Crimesterdam is an Armenian rock band from Yerevan. They are known for their rock and roll and psychedelic sound influenced by many bands such as Oasis, Blur, The Beatles, etc. The band is currently on hiatus.

Overview

Formation
Crimesterdam was founded in Yerevan in July 2010 by vocalist Arthur Solakhyan and guitarists Sarkis Shirinian and George Hovhannisyan. They played several concerts at local clubs with support from former The North Avenues bassist Dave Geodakian (who joined Crimesterdam in November 2010) and other musicians.

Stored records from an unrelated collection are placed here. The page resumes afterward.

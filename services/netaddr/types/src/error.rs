//! Value construction error types.

use netaddr_literal::Literal;
use thiserror::Error;

/// Errors from explicit value constructors.
///
/// Text input fails with [`netaddr_literal::ParseFailure`] instead.
#[derive(Error, Debug, Clone, Copy, PartialEq, Eq)]
pub enum AddrError {
    /// Prefix length wider than the address
    #[error("prefix length {len} exceeds {max} for {family}")]
    PrefixLength {
        /// Requested length
        len: u8,
        /// Address width in bits
        max: u8,
        /// Address family
        family: Literal,
    },
}
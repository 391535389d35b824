//! Network literal lexing and CIDR octet arithmetic for netaddr.
//!
//! This crate turns text into raw address octets, port numbers and prefix
//! lengths. Parsers work on a [`Cursor`] and never leave a trace on failure:
//! the cursor is put back exactly where the attempt started, so callers can
//! try one alternative after another.
//!
//! ## Literals
//!
//! ```text
//! IPv4      9.0.0.1
//! IPv6      2001:db8::1
//! Ethernet  00:1b:44:11:3a:b7
//! Hostname  this.is.my.host
//! Endpoint  9.0.0.1:12000   [2001:db8::1]:443
//! Route     10.0.0.0/24     2001:db8::/32
//! ```

#![warn(missing_docs)]
#![warn(clippy::all)]

pub mod address;
pub mod charset;
pub mod cidr;
pub mod composite;
pub mod cursor;
pub mod error;
pub mod family;
pub mod hostname;
pub mod number;

// Re-export main types
pub use address::address;
pub use composite::{endpoint, route};
pub use cursor::{parse_all, Cursor};
pub use error::{Literal, ParseFailure, Reason};
pub use family::{Ethernet, Family, IpFamily, V4, V6};
pub use hostname::{hostname, label, MAX_HOSTNAME_LENGTH, MAX_LABEL_LENGTH};
pub use number::{bounded, port, prefix_length, unsigned_in, MAX_PORT};
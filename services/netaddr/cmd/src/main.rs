//! netaddr command-line tool.
//!
//! Parses network literals into their canonical form, lists the hosts of a
//! route and runs longest-prefix matches against a set of routes.

use anyhow::{bail, Context, Result};
use clap::{Parser, Subcommand, ValueEnum};
use netaddr_types::{
    Address, EthernetAddress, Family, Host, Hostname, IpAddress, Ipv4Address, Ipv4Endpoint,
    Ipv4Route, Ipv6Address, Ipv6Endpoint, Ipv6Route, ParseFailure, PrefixLength, Route,
    RouteTable, V4, V6,
};
use serde::Serialize;
use std::fmt::Display;
use std::path::PathBuf;
use std::str::FromStr;
use tracing::{debug, info, warn};
use tracing_subscriber::EnvFilter;

mod config;
mod logging;

use config::{NetaddrConfig, OutputFormat};
use logging::RedbLogFormatter;

/// Network literal parser and CIDR calculator
#[derive(Parser, Debug)]
#[command(name = "netaddr", version, about = "Parse network literals and do CIDR arithmetic")]
struct Args {
    /// Path to the shared YAML config file
    #[arg(long)]
    config: Option<PathBuf>,

    /// Log level (trace, debug, info, warn, error)
    #[arg(long)]
    log_level: Option<String>,

    /// Print JSON instead of text
    #[arg(long)]
    json: bool,

    #[command(subcommand)]
    command: Command,
}

#[derive(Subcommand, Debug)]
enum Command {
    /// Parse literals and print their canonical form
    Parse {
        /// Literal kind to expect
        #[arg(long, value_enum, default_value_t = Kind::Host)]
        kind: Kind,

        /// Literals to parse
        #[arg(required = true)]
        inputs: Vec<String>,
    },

    /// List the host addresses of a route
    Hosts {
        /// Route such as 10.0.0.0/29
        route: String,

        /// Print at most this many addresses
        #[arg(long)]
        limit: Option<usize>,
    },

    /// Find the most specific route containing an address
    Lookup {
        /// Address to look up
        address: String,

        /// Candidate route (repeatable)
        #[arg(long = "route", required = true)]
        routes: Vec<String>,
    },
}

#[derive(ValueEnum, Clone, Copy, Debug, PartialEq, Eq, Serialize)]
#[serde(rename_all = "lowercase")]
enum Kind {
    Ipv4,
    Ipv6,
    Ethernet,
    Ip,
    Hostname,
    Host,
    Endpoint,
    Route,
    Prefix4,
    Prefix6,
}

#[derive(Debug, Serialize)]
struct ParseReport {
    input: String,
    kind: Kind,
    #[serde(skip_serializing_if = "Option::is_none")]
    canonical: Option<String>,
    #[serde(skip_serializing_if = "Option::is_none")]
    error: Option<String>,
}

#[derive(Debug, Serialize)]
struct HostsReport {
    route: String,
    network: String,
    broadcast: String,
    hosts: Vec<String>,
    truncated: bool,
}

#[derive(Debug, Serialize)]
struct LookupReport {
    address: String,
    route: Option<String>,
    matches: Vec<String>,
    table: Vec<String>,
}

fn main() -> Result<()> {
    let args = Args::parse();

    let log_level = args
        .log_level
        .clone()
        .or_else(|| std::env::var("NETADDR_LOG_LEVEL").ok())
        .unwrap_or_else(|| "warn".to_string());

    let env_filter = EnvFilter::new("warn")
        .add_directive(format!("netaddr={}", log_level).parse()?)
        .add_directive(format!("netaddr_literal={}", log_level).parse()?)
        .add_directive(format!("netaddr_types={}", log_level).parse()?);

    tracing_subscriber::fmt()
        .with_env_filter(env_filter)
        .with_writer(std::io::stderr)
        .event_format(RedbLogFormatter::new("netaddr"))
        .init();

    let mut config = match &args.config {
        Some(path) => NetaddrConfig::load_from_file(path)?,
        None => NetaddrConfig::from_environment(),
    };
    if args.json {
        config.output = OutputFormat::Json;
    }
    debug!("Effective configuration: {:?}", config);

    match args.command {
        Command::Parse { kind, inputs } => run_parse(&config, kind, &inputs),
        Command::Hosts { route, limit } => {
            let limit = limit.unwrap_or(config.max_hosts);
            let report = hosts_report(&route, limit)?;
            print_hosts(&config, &report)
        }
        Command::Lookup { address, routes } => {
            let report = lookup_report(&address, &routes)?;
            print_lookup(&config, &report)
        }
    }
}

fn run_parse(config: &NetaddrConfig, kind: Kind, inputs: &[String]) -> Result<()> {
    let reports: Vec<ParseReport> = inputs
        .iter()
        .map(|input| {
            let (canonical, error) = match canonical(kind, input) {
                Ok(text) => (Some(text), None),
                Err(e) => {
                    warn!("Rejected {:?}: {}", input, e);
                    (None, Some(e.to_string()))
                }
            };
            ParseReport {
                input: input.clone(),
                kind,
                canonical,
                error,
            }
        })
        .collect();

    match config.output {
        OutputFormat::Json => println!("{}", serde_json::to_string_pretty(&reports)?),
        OutputFormat::Text => {
            for report in &reports {
                match (&report.canonical, &report.error) {
                    (Some(text), _) => println!("{}", text),
                    (None, Some(error)) => eprintln!("{}: {}", report.input, error),
                    (None, None) => {}
                }
            }
        }
    }

    let failed = reports.iter().filter(|r| r.error.is_some()).count();
    if failed > 0 {
        bail!("{} of {} inputs failed to parse", failed, reports.len());
    }
    Ok(())
}

/// Canonical text of `input` read as `kind`
fn canonical(kind: Kind, input: &str) -> Result<String, ParseFailure> {
    match kind {
        Kind::Ipv4 => reformat::<Ipv4Address>(input),
        Kind::Ipv6 => reformat::<Ipv6Address>(input),
        Kind::Ethernet => reformat::<EthernetAddress>(input),
        Kind::Ip => reformat::<IpAddress>(input),
        Kind::Hostname => reformat::<Hostname>(input),
        Kind::Host => reformat::<Host>(input),
        Kind::Endpoint => either_family::<Ipv4Endpoint, Ipv6Endpoint>(input),
        Kind::Route => either_family::<Ipv4Route, Ipv6Route>(input),
        Kind::Prefix4 => reformat::<PrefixLength<V4>>(input),
        Kind::Prefix6 => reformat::<PrefixLength<V6>>(input),
    }
}

fn reformat<T>(input: &str) -> Result<String, ParseFailure>
where
    T: FromStr<Err = ParseFailure> + Display,
{
    input.parse::<T>().map(|value| value.to_string())
}

/// Try the IPv4 form, then the IPv6 form, reporting the failure that got further
fn either_family<A, B>(input: &str) -> Result<String, ParseFailure>
where
    A: FromStr<Err = ParseFailure> + Display,
    B: FromStr<Err = ParseFailure> + Display,
{
    reformat::<A>(input).or_else(|v4| reformat::<B>(input).map_err(|v6| v4.furthest(v6)))
}

fn hosts_report(text: &str, limit: usize) -> Result<HostsReport> {
    let v4_failure = match text.parse::<Ipv4Route>() {
        Ok(route) => return Ok(collect_hosts(route, limit)),
        Err(e) => e,
    };
    match text.parse::<Ipv6Route>() {
        Ok(route) => Ok(collect_hosts(route, limit)),
        Err(e) => Err(anyhow::Error::new(v4_failure.furthest(e)))
            .with_context(|| format!("Invalid route: {}", text)),
    }
}

fn collect_hosts<F: Family>(route: Route<F>, limit: usize) -> HostsReport {
    let mut hosts = route.hosts();
    let listed: Vec<String> = hosts.by_ref().take(limit).map(|h| h.to_string()).collect();
    let truncated = hosts.next().is_some();
    if truncated {
        info!(component = "cidr", "Host list for {} cut at {}", route, limit);
    }

    HostsReport {
        route: route.to_string(),
        network: route.address().to_string(),
        broadcast: route.broadcast().to_string(),
        hosts: listed,
        truncated,
    }
}

fn print_hosts(config: &NetaddrConfig, report: &HostsReport) -> Result<()> {
    match config.output {
        OutputFormat::Json => println!("{}", serde_json::to_string_pretty(report)?),
        OutputFormat::Text => {
            for host in &report.hosts {
                println!("{}", host);
            }
            if report.truncated {
                eprintln!("(more hosts in {} not shown)", report.route);
            }
        }
    }
    Ok(())
}

fn lookup_report(address: &str, routes: &[String]) -> Result<LookupReport> {
    let address: IpAddress = address
        .parse()
        .with_context(|| format!("Invalid address: {}", address))?;

    match address {
        IpAddress::V4(address) => lookup_in::<V4>(address, routes),
        IpAddress::V6(address) => lookup_in::<V6>(address, routes),
    }
}

fn lookup_in<F: Family>(address: Address<F>, routes: &[String]) -> Result<LookupReport> {
    let mut table = RouteTable::<F, ()>::new();
    for text in routes {
        let route: Route<F> = match text.parse() {
            Ok(route) => route,
            Err(e) => {
                warn!(component = "table", "Skipping route {:?}: {}", text, e);
                continue;
            }
        };
        table.insert(route, ());
    }
    if table.is_empty() {
        bail!("No usable routes for {}", address);
    }

    Ok(LookupReport {
        address: address.to_string(),
        route: table.lookup(&address).map(|(route, _)| route.to_string()),
        matches: table
            .matches(&address)
            .map(|(route, _)| route.to_string())
            .collect(),
        table: table.iter().map(|(route, _)| route.to_string()).collect(),
    })
}

fn print_lookup(config: &NetaddrConfig, report: &LookupReport) -> Result<()> {
    match config.output {
        OutputFormat::Json => println!("{}", serde_json::to_string_pretty(report)?),
        OutputFormat::Text => {
            if let Some(route) = &report.route {
                println!("{}", route);
            }
        }
    }
    if report.route.is_none() {
        bail!("No route to {}", report.address);
    }
    Ok(())
}
//! Endpoint (`address:port`) and route (`address/prefix`) parsers.

use crate::address::address;
use crate::cidr;
use crate::cursor::Cursor;
use crate::error::{Literal, ParseFailure};
use crate::family::{Family, IpFamily};
use crate::number::{port, prefix_length};
use tracing::debug;

/// Parse `address:port`, or `[address]:port` for bracketed families.
///
/// The whole endpoint is given back if any part fails, including an address
/// that parsed fine on its own.
pub fn endpoint<F: IpFamily>(cursor: &mut Cursor<'_>) -> Result<(F::Octets, u16), ParseFailure> {
    let start = cursor.position();
    cursor
        .attempt(|c| {
            let octets = if F::BRACKETED {
                c.expect(b'[', Literal::Endpoint)?;
                let octets = address::<F>(c)?;
                c.expect(b']', Literal::Endpoint)?;
                octets
            } else {
                address::<F>(c)?
            };
            c.expect(b':', Literal::Endpoint)?;
            let port = port(c)?;
            Ok((octets, port))
        })
        .inspect_err(|e| debug!("no {} endpoint at offset {}: {}", F::LITERAL, start, e))
}

/// Parse `address/prefix` and clear the host bits of the address.
///
/// The returned octets are always the network address.
pub fn route<F: Family>(cursor: &mut Cursor<'_>) -> Result<(F::Octets, u8), ParseFailure> {
    let start = cursor.position();
    cursor
        .attempt(|c| {
            let mut octets = address::<F>(c)?;
            c.expect(b'/', Literal::Route)?;
            let prefix_len = prefix_length::<F>(c)?;
            cidr::network_address(octets.as_mut(), prefix_len);
            Ok((octets, prefix_len))
        })
        .inspect_err(|e| debug!("no {} route at offset {}: {}", F::LITERAL, start, e))
}
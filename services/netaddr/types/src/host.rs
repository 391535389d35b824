//! Either-family addresses and hosts.
//!
//! These try one literal after another at the same cursor position. Each
//! alternative that fails gives its input back, so the next one starts from
//! the same place. When all of them fail, the failure that got furthest into
//! the input is reported.

use bitflags::bitflags;
use netaddr_literal::{parse_all, Cursor, Literal, ParseFailure, Reason, V4, V6};
use std::fmt;
use std::net::IpAddr;
use std::str::FromStr;

use crate::address::Address;
use crate::hostname::Hostname;

bitflags! {
    /// Literal kinds a [`Host`] parse may accept
    #[derive(Debug, Clone, Copy, PartialEq, Eq, Hash)]
    pub struct Families: u8 {
        /// IPv4 address
        const V4 = 1 << 0;
        /// IPv6 address
        const V6 = 1 << 1;
        /// Hostname
        const NAME = 1 << 2;
        /// Either IP family
        const IP = Self::V4.bits() | Self::V6.bits();
    }
}

/// An IPv4 or IPv6 address. IPv4 addresses order before IPv6 ones.
#[derive(Debug, Clone, Copy, PartialEq, Eq, PartialOrd, Ord, Hash)]
pub enum IpAddress {
    /// IPv4
    V4(Address<V4>),
    /// IPv6
    V6(Address<V6>),
}

impl IpAddress {
    /// Parse an IPv4 address, or failing that an IPv6 address
    pub fn parse_from(cursor: &mut Cursor<'_>) -> Result<Self, ParseFailure> {
        Self::parse_with(cursor, Families::IP)
    }

    fn parse_with(cursor: &mut Cursor<'_>, families: Families) -> Result<Self, ParseFailure> {
        let start = cursor.position();
        let mut failure = ParseFailure::new(Literal::Host, start, Reason::Empty);

        if families.contains(Families::V4) {
            match Address::<V4>::parse_from(cursor) {
                Ok(address) => return Ok(Self::V4(address)),
                Err(e) => failure = failure.furthest(e),
            }
        }
        if families.contains(Families::V6) {
            match Address::<V6>::parse_from(cursor) {
                Ok(address) => return Ok(Self::V6(address)),
                Err(e) => failure = failure.furthest(e),
            }
        }
        Err(failure)
    }

    /// Whether this is an IPv4 address
    pub fn is_ipv4(&self) -> bool {
        matches!(self, Self::V4(_))
    }
}

impl fmt::Display for IpAddress {
    fn fmt(&self, f: &mut fmt::Formatter<'_>) -> fmt::Result {
        match self {
            Self::V4(address) => fmt::Display::fmt(address, f),
            Self::V6(address) => fmt::Display::fmt(address, f),
        }
    }
}

impl FromStr for IpAddress {
    type Err = ParseFailure;

    fn from_str(s: &str) -> Result<Self, Self::Err> {
        parse_all(s, Literal::Host, Self::parse_from)
    }
}

impl From<IpAddr> for IpAddress {
    fn from(addr: IpAddr) -> Self {
        match addr {
            IpAddr::V4(addr) => Self::V4(addr.into()),
            IpAddr::V6(addr) => Self::V6(addr.into()),
        }
    }
}

impl From<IpAddress> for IpAddr {
    fn from(addr: IpAddress) -> Self {
        match addr {
            IpAddress::V4(addr) => IpAddr::V4(addr.into()),
            IpAddress::V6(addr) => IpAddr::V6(addr.into()),
        }
    }
}

serde_via_text!(IpAddress);

/// An address or a hostname
#[derive(Debug, Clone, PartialEq, Eq, PartialOrd, Ord, Hash)]
pub enum Host {
    /// Literal address
    Address(IpAddress),
    /// Name to be resolved elsewhere
    Name(Hostname),
}

impl Host {
    /// Parse any host
    pub fn parse_from(cursor: &mut Cursor<'_>) -> Result<Self, ParseFailure> {
        Self::parse_with(cursor, Families::all())
    }

    /// Parse a host of the kinds in `families`, addresses tried first
    pub fn parse_with(cursor: &mut Cursor<'_>, families: Families) -> Result<Self, ParseFailure> {
        let start = cursor.position();
        let mut failure = ParseFailure::new(Literal::Host, start, Reason::Empty);

        if families.intersects(Families::IP) {
            match IpAddress::parse_with(cursor, families) {
                Ok(address) => return Ok(Self::Address(address)),
                Err(e) => failure = failure.furthest(e),
            }
        }
        if families.contains(Families::NAME) {
            match Hostname::parse_from(cursor) {
                Ok(name) => return Ok(Self::Name(name)),
                Err(e) => failure = failure.furthest(e),
            }
        }
        Err(failure)
    }
}

impl fmt::Display for Host {
    fn fmt(&self, f: &mut fmt::Formatter<'_>) -> fmt::Result {
        match self {
            Self::Address(address) => fmt::Display::fmt(address, f),
            Self::Name(name) => fmt::Display::fmt(name, f),
        }
    }
}

impl FromStr for Host {
    type Err = ParseFailure;

    fn from_str(s: &str) -> Result<Self, Self::Err> {
        parse_all(s, Literal::Host, Self::parse_from)
    }
}

serde_via_text!(Host);

#[cfg(test)]
mod tests {
    use super::*;

    #[test]
    fn test_ip_address_picks_family() {
        assert!("9.0.0.1".parse::<IpAddress>().unwrap().is_ipv4());
        assert!(!"::ffff:1".parse::<IpAddress>().unwrap().is_ipv4());
        assert!("9.0.0".parse::<IpAddress>().is_err());
    }

    #[test]
    fn test_ip_address_orders_v4_first() {
        let v4: IpAddress = "255.255.255.255".parse().unwrap();
        let v6: IpAddress = "::".parse().unwrap();
        assert!(v4 < v6);
    }

    #[test]
    fn test_host_alternatives_share_start() {
        // "deadbeef" looks like IPv6 until conversion fails, then is a name
        let host: Host = "deadbeef.example".parse().unwrap();
        assert_eq!(host, Host::Name("deadbeef.example".parse().unwrap()));

        let host: Host = "10.1.2.3".parse().unwrap();
        assert!(matches!(host, Host::Address(IpAddress::V4(_))));

        let host: Host = "fe80::1".parse().unwrap();
        assert!(matches!(host, Host::Address(IpAddress::V6(_))));
    }

    #[test]
    fn test_host_respects_families() {
        let mut cursor = Cursor::new("example.com");
        assert!(Host::parse_with(&mut cursor, Families::IP).is_err());
        assert_eq!(cursor.position(), 0);

        let mut cursor = Cursor::new("10.0.0.1");
        let err = Host::parse_with(&mut cursor, Families::NAME).unwrap_err();
        assert_eq!(err.literal, Literal::Hostname);
        assert_eq!(cursor.position(), 0);
    }

    #[test]
    fn test_host_reports_furthest_failure() {
        let err = "a.b.".parse::<Host>().unwrap_err();
        assert_eq!(err.literal, Literal::Hostname);
        assert_eq!(err.offset, 4);

        let err = "deadbeef.ex-".parse::<Host>().unwrap_err();
        assert_eq!(err.literal, Literal::Hostname);

        // every alternative fails at the start; the first one tried is kept
        let err = "10.0.0.256".parse::<Host>().unwrap_err();
        assert_eq!(err.literal, Literal::Ipv4);
        assert_eq!(err.reason, Reason::Malformed);
    }

    #[test]
    fn test_ip_address_reports_furthest_failure() {
        let err = "9.0.0".parse::<IpAddress>().unwrap_err();
        assert_eq!(err.literal, Literal::Ipv4);
        assert_eq!(err.reason, Reason::Malformed);

        let err = "fe80:::1".parse::<IpAddress>().unwrap_err();
        assert_eq!(err.literal, Literal::Ipv6);
    }

    #[test]
    fn test_host_stream_stops_at_port() {
        let mut cursor = Cursor::new("db.internal:5432");
        let host = Host::parse_from(&mut cursor).unwrap();
        assert_eq!(host.to_string(), "db.internal");
        assert_eq!(cursor.rest(), ":5432");
    }

    #[test]
    fn test_std_interop() {
        let addr: IpAddr = "2001:db8::1".parse().unwrap();
        let ours = IpAddress::from(addr);
        assert_eq!(ours.to_string(), "2001:db8::1");
        assert_eq!(IpAddr::from(ours), addr);
    }
}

Guitarist Yura Khachatryan joins the band in March 2011. The final line-up of Crimesterdam formed in June 2011 when Vladimir Hovhannisyan from Scream of Silence joined the band.

First releases
In December 2010 Crimesterdam signed to Indie Libertines Records label. They released their debut single Yeah Pappa I'm Smoking under Indie Libertines Records on 14 December, and several weeks later, on 31 January 2011, their acoustic EP, Acoustic for Indie Libertines, came out. It consisted of three songs, two of which are also featured on Mary Wants To Marry EP.

The band released their debut EP Mary Wants To Marry on 28 April 2011. EP was recorded and mixed at Dave Geodakian's home studio.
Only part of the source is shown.